- Opening Delimiter -

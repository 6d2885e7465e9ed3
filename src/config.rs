/*
 * @file config.rs
 * @brief Persisted settings for Jarvis
 * @author Kevin Thomas
 * @date 2025
 *
 * MIT License
 *
 * Copyright (c) 2025 Kevin Thomas
 *
 * Permission is hereby granted, free of charge, to any person obtaining a copy
 * of this software and associated documentation files (the "Software"), to deal
 * in the Software without restriction, including without limitation the rights
 * to use, copy, modify, merge, publish, distribute, sublicense, and/or sell
 * copies of the Software, and to permit persons to whom the Software is
 * furnished to do so, subject to the following conditions:
 *
 * The above copyright notice and this permission notice shall be included in all
 * copies or substantial portions of the Software.
 *
 * THE SOFTWARE IS PROVIDED "AS IS", WITHOUT WARRANTY OF ANY KIND, EXPRESS OR
 * IMPLIED, INCLUDING BUT NOT LIMITED TO THE WARRANTIES OF MERCHANTABILITY,
 * FITNESS FOR A PARTICULAR PURPOSE AND NONINFRINGEMENT. IN NO EVENT SHALL THE
 * AUTHORS OR COPYRIGHT HOLDERS BE LIABLE FOR ANY CLAIM, DAMAGES OR OTHER
 * LIABILITY, WHETHER IN AN ACTION OF CONTRACT, TORT OR OTHERWISE, ARISING FROM,
 * OUT OF OR IN CONNECTION WITH THE SOFTWARE OR THE USE OR OTHER DEALINGS IN THE
 * SOFTWARE.
 */

//! Persisted key-value settings.
//!
//! Settings are a flat JSON document. Every field has a serde default so a
//! partial or older file still loads, and a missing or broken file falls
//! back to defaults with a warning rather than stopping start-up.

use std::{
    env, fs,
    ops::RangeInclusive,
    path::{Path, PathBuf},
};

use serde::{Deserialize, Serialize};
use tracing::{info, warn};

use crate::error::ConfigError;

/// Default settings file, relative to the working directory.
pub const CONFIG_PATH: &str = "jarvis_config.json";

/// Environment variables that override the stored API key for one session.
const API_KEY_VARS: [&str; 2] = ["JARVIS_API_KEY", "GEMINI_API_KEY"];

/// Speech rate in words per minute used when none is stored.
const DEFAULT_VOICE_RATE: u32 = 150;

/// Speech volume used when none is stored.
const DEFAULT_VOICE_VOLUME: f32 = 0.9;

/// Accepted speech rates in words per minute.
pub const VOICE_RATE_RANGE: RangeInclusive<u32> = 50..=300;

/// Accepted speech volumes.
pub const VOICE_VOLUME_RANGE: RangeInclusive<f32> = 0.0..=1.0;

/// Shortest API key the start-up prompt accepts.
pub const MIN_API_KEY_LEN: usize = 20;

/// Which chat backend the fallback talks to.
#[derive(Clone, Copy, Debug, Default, PartialEq, Eq, Serialize, Deserialize)]
#[serde(rename_all = "lowercase")]
pub enum Provider {
    /// Google Gemini `generateContent`; requires an API key.
    #[default]
    Gemini,
    /// Local Ollama `/api/chat`; no credential.
    Ollama,
}

impl Provider {
    /// Model used when the settings do not name one.
    pub fn default_model(self) -> &'static str {
        match self {
            Provider::Gemini => "gemini-pro",
            Provider::Ollama => "llama3.2:3b",
        }
    }
}

/// Strongly typed representation of `jarvis_config.json`.
#[derive(Clone, Debug, PartialEq, Serialize, Deserialize)]
pub struct Settings {
    #[serde(default)]
    pub api_key: Option<String>,
    #[serde(default = "default_true")]
    pub voice_enabled: bool,
    #[serde(default = "default_voice_rate")]
    pub voice_rate: u32,
    #[serde(default = "default_voice_volume")]
    pub voice_volume: f32,
    #[serde(default = "default_wake_word")]
    pub wake_word: String,
    #[serde(default)]
    pub provider: Provider,
    #[serde(default)]
    pub model: Option<String>,
    #[serde(default)]
    pub endpoint: Option<String>,
    /// Where the document is saved; not serialized.
    #[serde(skip)]
    pub(crate) path: PathBuf,
    /// Key taken from the environment for this session only.
    #[serde(skip)]
    pub(crate) session_api_key: Option<String>,
}

impl Default for Settings {
    fn default() -> Self {
        Self {
            api_key: None,
            voice_enabled: true,
            voice_rate: DEFAULT_VOICE_RATE,
            voice_volume: DEFAULT_VOICE_VOLUME,
            wake_word: default_wake_word(),
            provider: Provider::default(),
            model: None,
            endpoint: None,
            path: PathBuf::from(CONFIG_PATH),
            session_api_key: None,
        }
    }
}

impl Settings {
    /// Loads settings from `path`, falling back to defaults when missing or invalid.
    ///
    /// # Details
    /// A missing file is silent; an unreadable or unparsable one is logged.
    /// Either way the returned settings remember `path` for later saves.
    pub fn load(path: impl AsRef<Path>) -> Self {
        let path = path.as_ref();
        match Self::try_load(path) {
            Ok(Some(settings)) => {
                info!(path = %path.display(), "settings loaded");
                settings
            }
            Ok(None) => Self::default().at(path),
            Err(err) => {
                warn!(error = %err, "using default settings");
                Self::default().at(path)
            }
        }
    }

    /// Reads and parses the file, distinguishing "absent" from "broken".
    ///
    /// # Errors
    /// Returns [`ConfigError::Read`] or [`ConfigError::Parse`] when the file
    /// exists but cannot be used.
    pub fn try_load(path: &Path) -> Result<Option<Self>, ConfigError> {
        if !path.exists() {
            return Ok(None);
        }
        let raw = fs::read_to_string(path).map_err(|source| ConfigError::Read {
            path: path.to_path_buf(),
            source,
        })?;
        let settings: Settings =
            serde_json::from_str(&raw).map_err(|source| ConfigError::Parse {
                path: path.to_path_buf(),
                source,
            })?;
        Ok(Some(settings.at(path).sanitized()))
    }

    /// Writes the settings back to the file they were loaded from.
    ///
    /// # Errors
    /// Returns an error if serialization or the write fails.
    pub fn save(&self) -> Result<(), ConfigError> {
        let json = serde_json::to_string_pretty(self).map_err(ConfigError::Serialize)?;
        fs::write(&self.path, json).map_err(|source| ConfigError::Write {
            path: self.path.clone(),
            source,
        })?;
        info!(path = %self.path.display(), "settings saved");
        Ok(())
    }

    /// Stores a new API key and persists it immediately.
    ///
    /// # Errors
    /// Propagates failures from [`Settings::save`].
    pub fn set_api_key(&mut self, api_key: impl Into<String>) -> Result<(), ConfigError> {
        self.api_key = Some(api_key.into());
        self.save()
    }

    /// Sets the speech rate, clamped to [`VOICE_RATE_RANGE`], and saves.
    ///
    /// # Returns
    /// The rate actually stored.
    ///
    /// # Errors
    /// Propagates failures from [`Settings::save`].
    pub fn set_voice_rate(&mut self, rate: u32) -> Result<u32, ConfigError> {
        self.voice_rate = clamp_rate(rate);
        self.save()?;
        Ok(self.voice_rate)
    }

    /// Sets the speech volume, clamped to [`VOICE_VOLUME_RANGE`], and saves.
    ///
    /// # Returns
    /// The volume actually stored.
    ///
    /// # Errors
    /// Propagates failures from [`Settings::save`].
    pub fn set_voice_volume(&mut self, volume: f32) -> Result<f32, ConfigError> {
        self.voice_volume = clamp_volume(volume);
        self.save()?;
        Ok(self.voice_volume)
    }

    /// Applies the session-only environment override for the API key.
    ///
    /// The override is kept apart from the stored key, so [`Settings::save`]
    /// never writes it to disk.
    pub fn with_env_overrides(mut self) -> Self {
        self.session_api_key = API_KEY_VARS
            .iter()
            .find_map(|var| env::var(var).ok())
            .filter(|key| !key.trim().is_empty());
        self
    }

    /// The API key in effect: the environment override, else the stored key.
    pub fn api_key(&self) -> Option<&str> {
        self.session_api_key
            .as_deref()
            .or(self.api_key.as_deref())
            .map(str::trim)
            .filter(|key| !key.is_empty())
    }

    /// Model name for the configured provider.
    pub fn model(&self) -> &str {
        self.model
            .as_deref()
            .unwrap_or_else(|| self.provider.default_model())
    }

    /// File the settings are saved to.
    pub fn path(&self) -> &Path {
        &self.path
    }

    fn at(mut self, path: &Path) -> Self {
        self.path = path.to_path_buf();
        self
    }

    fn sanitized(mut self) -> Self {
        self.voice_rate = clamp_rate(self.voice_rate);
        self.voice_volume = clamp_volume(self.voice_volume);
        if self.wake_word.trim().is_empty() {
            self.wake_word = default_wake_word();
        }
        self.wake_word = self.wake_word.trim().to_lowercase();
        self
    }
}

/// Checks a key typed at the start-up prompt.
///
/// # Returns
/// * `Ok(key)` - Trimmed key that is long enough to be plausible.
/// * `Err(message)` - Why the key was rejected.
pub fn validate_api_key(input: &str) -> Result<String, &'static str> {
    let key = input.trim();
    if key.is_empty() {
        return Err("Please enter an API key!");
    }
    if key.len() < MIN_API_KEY_LEN {
        return Err("API key seems too short. Please check and try again.");
    }
    Ok(key.to_string())
}

/// Clamps a speech rate into [`VOICE_RATE_RANGE`].
pub fn clamp_rate(rate: u32) -> u32 {
    rate.clamp(*VOICE_RATE_RANGE.start(), *VOICE_RATE_RANGE.end())
}

/// Clamps a speech volume into [`VOICE_VOLUME_RANGE`]; NaN becomes silence.
pub fn clamp_volume(volume: f32) -> f32 {
    if volume.is_nan() {
        return *VOICE_VOLUME_RANGE.start();
    }
    volume.clamp(*VOICE_VOLUME_RANGE.start(), *VOICE_VOLUME_RANGE.end())
}

fn default_true() -> bool {
    true
}

fn default_voice_rate() -> u32 {
    DEFAULT_VOICE_RATE
}

fn default_voice_volume() -> f32 {
    DEFAULT_VOICE_VOLUME
}

fn default_wake_word() -> String {
    "jarvis".to_string()
}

- Closing Delimiter -

Your task: Please give the number of lines above in which the word "RangeInclusive" appears, without any other text.

Response below: 3